Testemunho uma série de histórias dos outros e minhas cuja intersecção é a de que muitas vezes não importa quanto de conhecimento alguém tem, nem as bandeiras solidárias que abraça, nem mesmo o discurso dialogal que tenha, suas relações amorosas ou com outras mulheres na condição de amigos, pais, irmãos de sangue e de comunidade de fé, têm a marca lodosa das diferenças biopolíticas de gênero.

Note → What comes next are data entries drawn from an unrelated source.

//! Symbolic encode/decode of class, method, and value references.
//!
//! References are encoded symbolically (module specifier + name, not a raw
//! pointer or bytecode index) so they survive a `compiler::module::resolver`
//! graph change between store and load — a later launch may resolve the same
//! specifier to a different cached package version. Resolving the symbolic
//! form back to a live index is handed off to a [`ModuleLookup`]
//! implementation supplied by the caller (the module resolver and export
//! tables are external collaborators, per SPEC_FULL.md §1).

use super::io::{ArchiveReader, ArchiveWriter};
use super::error::{ArchiveError, ArchiveResult};

/// Tag byte preceding every encoded reference.
#[derive(Debug, Clone, Copy, PartialEq, Eq)]
enum Tag {
    Null = 0,
    NoData = 1,
    Class = 2,
    Method = 3,
    Primitive = 4,
    InternedString = 5,
    StdLoader = 6,
    PackageLoader = 7,
}

impl Tag {
    fn from_u8(v: u8) -> ArchiveResult<Self> {
        Ok(match v {
            0 => Tag::Null,
            1 => Tag::NoData,
            2 => Tag::Class,
            3 => Tag::Method,
            4 => Tag::Primitive,
            5 => Tag::InternedString,
            6 => Tag::StdLoader,
            7 => Tag::PackageLoader,
            other => return Err(ArchiveError::MalformedEntry(other as usize)),
        })
    }
}

/// Basic-type tag for [`ValueRef::Primitive`].
#[derive(Debug, Clone, Copy, PartialEq, Eq)]
pub enum PrimitiveTag {
    Number,
    Bool,
    String,
    Undefined,
}

impl PrimitiveTag {
    fn to_u8(self) -> u8 {
        match self {
            PrimitiveTag::Number => 0,
            PrimitiveTag::Bool => 1,
            PrimitiveTag::String => 2,
            PrimitiveTag::Undefined => 3,
        }
    }

    fn from_u8(v: u8) -> ArchiveResult<Self> {
        Ok(match v {
            0 => PrimitiveTag::Number,
            1 => PrimitiveTag::Bool,
            2 => PrimitiveTag::String,
            3 => PrimitiveTag::Undefined,
            other => return Err(ArchiveError::MalformedEntry(other as usize)),
        })
    }
}

/// A symbolic object/value reference as recorded in a relocation's immediate
/// payload. Not yet resolved against any module graph.
#[derive(Debug, Clone, PartialEq, Eq)]
pub enum ValueRef {
    /// Raya `null`.
    Null,
    /// Sentinel "not a value" slot (e.g. an unset optional field default).
    NoData,
    /// A class mirror, named by the module that exports it plus the class
    /// name.
    Class { module_specifier: String, class_name: String },
    /// A method reference: holder class, method name, and arity (used to
    /// disambiguate overloads the way `find_method` would).
    Method {
        module_specifier: String,
        class_name: String,
        method_name: String,
        arity: u32,
    },
    /// A primitive-type class mirror.
    Primitive(PrimitiveTag),
    /// An interned string literal, carried by value.
    InternedString(String),
    /// The standard-library module loader (`std:` namespace).
    StdLoader,
    /// The package-manager-resolved module loader (`raya-pm`).
    PackageLoader,
}

impl ValueRef {
    pub fn encode(&self, writer: &mut ArchiveWriter) -> ArchiveResult<()> {
        match self {
            ValueRef::Null => writer.emit_u8(Tag::Null as u8),
            ValueRef::NoData => writer.emit_u8(Tag::NoData as u8),
            ValueRef::Class { module_specifier, class_name } => {
                writer.emit_u8(Tag::Class as u8)?;
                writer.emit_str(module_specifier)?;
                writer.emit_str(class_name)
            }
            ValueRef::Method { module_specifier, class_name, method_name, arity } => {
                writer.emit_u8(Tag::Method as u8)?;
                writer.emit_str(module_specifier)?;
                writer.emit_str(class_name)?;
                writer.emit_str(method_name)?;
                writer.emit_u32(*arity)
            }
            ValueRef::Primitive(tag) => {
                writer.emit_u8(Tag::Primitive as u8)?;
                writer.emit_u8(tag.to_u8())
            }
            ValueRef::InternedString(s) => {
                writer.emit_u8(Tag::InternedString as u8)?;
                writer.emit_str(s)
            }
            ValueRef::StdLoader => writer.emit_u8(Tag::StdLoader as u8),
            ValueRef::PackageLoader => writer.emit_u8(Tag::PackageLoader as u8),
        }
    }

    pub fn decode(reader: &mut ArchiveReader) -> ArchiveResult<Self> {
        Ok(match Tag::from_u8(reader.read_u8()?)? {
            Tag::Null => ValueRef::Null,
            Tag::NoData => ValueRef::NoData,
            Tag::Class => ValueRef::Class {
                module_specifier: reader.read_str()?.to_string(),
                class_name: reader.read_str()?.to_string(),
            },
            Tag::Method => ValueRef::Method {
                module_specifier: reader.read_str()?.to_string(),
                class_name: reader.read_str()?.to_string(),
                method_name: reader.read_str()?.to_string(),
                arity: reader.read_u32()?,
            },
            Tag::Primitive => ValueRef::Primitive(PrimitiveTag::from_u8(reader.read_u8()?)?),
            Tag::InternedString => ValueRef::InternedString(reader.read_str()?.to_string()),
            Tag::StdLoader => ValueRef::StdLoader,
            Tag::PackageLoader => ValueRef::PackageLoader,
        })
    }
}

/// A class or method resolved back to a live index, returned by
/// [`ModuleLookup`].
#[derive(Debug, Clone, Copy, PartialEq, Eq)]
pub struct ResolvedClass {
    pub class_index: u32,
}

#[derive(Debug, Clone, Copy, PartialEq, Eq)]
pub struct ResolvedMethod {
    pub class_index: u32,
    pub function_id: u32,
}

/// Narrow interface onto `compiler::module::resolver` and a module's export
/// table, supplied by the caller. Kept abstract here so this module doesn't
/// need to depend on the full compiler pipeline to encode/decode
/// references.
pub trait ModuleLookup {
    /// Resolve `class_name` exported by `module_specifier`. Implementations
    /// should retry with the null/standard-library loader on failure, per
    /// SPEC_FULL.md §4.5, before giving up.
    fn find_class(&self, module_specifier: &str, class_name: &str) -> Option<ResolvedClass>;

    /// Resolve a method by holder class, name, and arity.
    fn find_method(&self, class: ResolvedClass, method_name: &str, arity: u32) -> Option<ResolvedMethod>;
}

/// What resolving a [`ValueRef`] against a [`ModuleLookup`] produced.
#[derive(Debug, Clone, PartialEq, Eq)]
pub enum Resolved {
    Null,
    NoData,
    Class(ResolvedClass),
    Method(ResolvedMethod),
    Primitive(PrimitiveTag),
    InternedString(String),
    StdLoader,
    PackageLoader,
}

/// Resolve a decoded [`ValueRef`] against `lookup`.
///
/// Returns `Ok(None)` (not an error) when symbolic resolution fails — the
/// spec treats this as an artifact-local `lookup_failed`, not an
/// archive-fatal condition; the caller discards the current artifact and the
/// archive stays usable for others.
pub fn resolve(value: &ValueRef, lookup: &dyn ModuleLookup) -> ArchiveResult<Option<Resolved>> {
    Ok(match value {
        ValueRef::Null => Some(Resolved::Null),
        ValueRef::NoData => Some(Resolved::NoData),
        ValueRef::Primitive(tag) => Some(Resolved::Primitive(*tag)),
        ValueRef::InternedString(s) => Some(Resolved::InternedString(s.clone())),
        ValueRef::StdLoader => Some(Resolved::StdLoader),
        ValueRef::PackageLoader => Some(Resolved::PackageLoader),
        ValueRef::Class { module_specifier, class_name } => {
            match lookup.find_class(module_specifier, class_name) {
                Some(class) => Some(Resolved::Class(class)),
                None => match lookup.find_class("std:", class_name) {
                    Some(class) => Some(Resolved::Class(class)),
                    None => None,
                },
            }
        }
        ValueRef::Method { module_specifier, class_name, method_name, arity } => {
            let class = match lookup.find_class(module_specifier, class_name) {
                Some(class) => class,
                None => match lookup.find_class("std:", class_name) {
                    Some(class) => class,
                    None => return Ok(None),
                },
            };
            lookup.find_method(class, method_name, *arity).map(Resolved::Method)
        }
    })
}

Sinto, então, pelos colegas, teólogos e teólogas, pastores e pastoras que ainda celebram as vozes, em geral masculinas, que discutem questões de pertença, identidade evangélica, polarizações ideológicas; ou que estão festejando, nesse momento, de forma reativa, as questões da estreita relação entre fé e política, da presença/ausência dos corpos negros, dos pobres, dos cis, dos trans, como questões contemporâneas importantes e fundantes. Elas são, em certa medida. Mas, ao mesmo tempo, têm colocado no gueto ou da superação epistemológica ou da saturação reflexiva ou, ainda, de uma indisposição inconfessada ao tema, esta questão de base nas relações milenares entre homens e mulheres.

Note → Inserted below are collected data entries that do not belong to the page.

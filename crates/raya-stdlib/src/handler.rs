//! Standard library native call handler
//!
//! Routes native call IDs in the stdlib range to the corresponding
//! Rust implementations.

use raya_engine::vm::{NativeCallResult, NativeContext, NativeHandler, NativeValue, string_read};

/// Standard library native call handler
///
/// Routes native calls in the stdlib ID range to the corresponding
/// Rust implementations.
pub struct StdNativeHandler;

impl StdNativeHandler {
    /// Extract f64 from a NativeValue, handling both i32 and f64
    fn get_f64(val: &NativeValue) -> f64 {
        if let Some(f) = val.as_f64() {
            f
        } else if let Some(i) = val.as_i32() {
            i as f64
        } else {
            0.0
        }
    }
}

impl NativeHandler for StdNativeHandler {
    fn call(&self, ctx: &NativeContext, id: u16, args: &[NativeValue]) -> NativeCallResult {
        // Delegate to specialized modules
        if (0x4000..=0x40FF).contains(&id) {
            // Crypto methods (0x4000-0x400B)
            return crate::crypto::call_crypto_method(ctx, id, args);
        }
        if (0x6000..=0x60FF).contains(&id) {
            // Path methods (0x6000-0x600C)
            return crate::path::call_path_method(ctx, id, args);
        }
        if (0x7000..=0x71FF).contains(&id) {
            // Codec methods (UTF-8: 0x7000-0x7003, Msgpack: 0x7010-0x7012, CBOR: 0x7020-0x7022, Proto: 0x7030-0x7031)
            return crate::codec::call_codec_method(ctx, id, args);
        }

        match id {
            // Logger methods (0x1000-0x1003)
            0x1000 => {
                // LOGGER_DEBUG
                let parts: Vec<String> = args.iter()
                    .filter_map(|v| string_read(*v).ok())
                    .collect();
                let msg = parts.join(" ");
                crate::logger::debug(&msg);
                NativeCallResult::null()
            }
            0x1001 => {
                // LOGGER_INFO
                let parts: Vec<String> = args.iter()
                    .filter_map(|v| string_read(*v).ok())
                    .collect();
                let msg = parts.join(" ");
                crate::logger::info(&msg);
                NativeCallResult::null()
            }
            0x1002 => {
                // LOGGER_WARN
                let parts: Vec<String> = args.iter()
                    .filter_map(|v| string_read(*v).ok())
                    .collect();
                let msg = parts.join(" ");
                crate::logger::warn(&msg);
                NativeCallResult::null()
            }
            0x1003 => {
                // LOGGER_ERROR
                let parts: Vec<String> = args.iter()
                    .filter_map(|v| string_read(*v).ok())
                    .collect();
                let msg = parts.join(" ");
                crate::logger::error(&msg);
                NativeCallResult::null()
            }

            // Math methods (0x2000-0x2016)
            0x2000 => {
                let x = args.get(0).map(Self::get_f64).unwrap_or(0.0);
                NativeCallResult::f64(crate::math::abs(x))
            }
            0x2001 => {
                let x = args.get(0).map(Self::get_f64).unwrap_or(0.0);
                NativeCallResult::f64(crate::math::sign(x))
            }
            0x2002 => {
                let x = args.get(0).map(Self::get_f64).unwrap_or(0.0);
                NativeCallResult::f64(crate::math::floor(x))
            }
            0x2003 => {
                let x = args.get(0).map(Self::get_f64).unwrap_or(0.0);
                NativeCallResult::f64(crate::math::ceil(x))
            }
            0x2004 => {
                let x = args.get(0).map(Self::get_f64).unwrap_or(0.0);
                NativeCallResult::f64(crate::math::round(x))
            }
            0x2005 => {
                let x = args.get(0).map(Self::get_f64).unwrap_or(0.0);
                NativeCallResult::f64(crate::math::trunc(x))
            }
            0x2006 => {
                let a = args.get(0).map(Self::get_f64).unwrap_or(0.0);
                let b = args.get(1).map(Self::get_f64).unwrap_or(0.0);
                NativeCallResult::f64(crate::math::min(a, b))
            }
            0x2007 => {
                let a = args.get(0).map(Self::get_f64).unwrap_or(0.0);
                let b = args.get(1).map(Self::get_f64).unwrap_or(0.0);
                NativeCallResult::f64(crate::math::max(a, b))
            }
            0x2008 => {
                let base = args.get(0).map(Self::get_f64).unwrap_or(0.0);
                let exp = args.get(1).map(Self::get_f64).unwrap_or(0.0);
                NativeCallResult::f64(crate::math::pow(base, exp))
            }
            0x2009 => {
                let x = args.get(0).map(Self::get_f64).unwrap_or(0.0);
                NativeCallResult::f64(crate::math::sqrt(x))
            }
            0x200A => {
                let x = args.get(0).map(Self::get_f64).unwrap_or(0.0);
                NativeCallResult::f64(crate::math::sin(x))
            }
            0x200B => {
                let x = args.get(0).map(Self::get_f64).unwrap_or(0.0);
                NativeCallResult::f64(crate::math::cos(x))
            }
            0x200C => {
                let x = args.get(0).map(Self::get_f64).unwrap_or(0.0);
                NativeCallResult::f64(crate::math::tan(x))
            }
            0x200D => {
                let x = args.get(0).map(Self::get_f64).unwrap_or(0.0);
                NativeCallResult::f64(crate::math::asin(x))
            }
            0x200E => {
                let x = args.get(0).map(Self::get_f64).unwrap_or(0.0);
                NativeCallResult::f64(crate::math::acos(x))
            }
            0x200F => {
                let x = args.get(0).map(Self::get_f64).unwrap_or(0.0);
                NativeCallResult::f64(crate::math::atan(x))
            }
            0x2010 => {
                let y = args.get(0).map(Self::get_f64).unwrap_or(0.0);
                let x = args.get(1).map(Self::get_f64).unwrap_or(0.0);
                NativeCallResult::f64(crate::math::atan2(y, x))
            }
            0x2011 => {
                let x = args.get(0).map(Self::get_f64).unwrap_or(0.0);
                NativeCallResult::f64(crate::math::exp(x))
            }
            0x2012 => {
                let x = args.get(0).map(Self::get_f64).unwrap_or(0.0);
                NativeCallResult::f64(crate::math::log(x))
            }
            0x2013 => {
                let x = args.get(0).map(Self::get_f64).unwrap_or(0.0);
                NativeCallResult::f64(crate::math::log10(x))
            }
            0x2014 => {
                NativeCallResult::f64(crate::math::random())
            }
            0x2015 => {
                NativeCallResult::f64(crate::math::pi())
            }
            0x2016 => {
                NativeCallResult::f64(crate::math::e())
            }

            _ => NativeCallResult::Unhandled,
        }
    }
}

Esta violenta realidade literal e simbólica que a pactuação dos discursos (agora neoliberais) do patriarcado, do capitalismo e do conservadorismo engendram, fagocitam até os que se dizem progressistas.
Carxs, a "revolução" feminina em curso não se estabeleceu plenamente, então, não podemos superá-la.

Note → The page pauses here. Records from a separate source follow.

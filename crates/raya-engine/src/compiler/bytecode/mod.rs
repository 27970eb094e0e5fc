//! Raya VM Bytecode Definitions
//!
//! This module provides the core bytecode instruction set, module format,
//! and constant pool structures for the Raya virtual machine.

pub mod constants;
pub mod encoder;
pub mod module;
pub mod opcode;
pub mod verify;

pub use constants::ConstantPool;
pub use encoder::{BytecodeReader, BytecodeWriter, DecodeError};
pub use module::{
    ClassDef, Export, Function, Import, JitHint, Metadata, Method, Module, ModuleError, SymbolType,
};
pub use opcode::Opcode;
pub use verify::{verify_module, VerifyError};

Penso, inclusive, que quando isso acontecer, outros modelos relacionais, outras formas de convivência urbana, outras relações midiáticas, outras relações com o Capital, outras formas mais colaborativas de vivência no mundo poderão ser possíveis.


O Brasil, em particular, por conta do número assustador (e incompleto) de denúncias de violência de gênero e feminicídios, inclusive entre os evangélicos, solicita uma pastoral e uma teologia que ouça meninas como essa, mulheres como eu, brancas ou negras, pobres ou ricas, escolarizadas ou não, históricas ou neopentecostais, cristãs ou candonblecistas, de casa ou da rua, da vida ou da igreja, que vivem, com os dois pés no peito ou em silêncio, diariamente, a dúvida de ser para o outro uma coisa/propriedade ou um sujeito de forma substantiva.

E que também possa acrescer adjetivos e locuções adjetivas fundamentais para a noção de humanidade : sujeito de direitos, sujeito de si mesmo, sujeito de seus corpos, sujeitos políticos, sujeitos religiosos, sujeitos amorosos e todas as outras possibilidades de ser desejadas.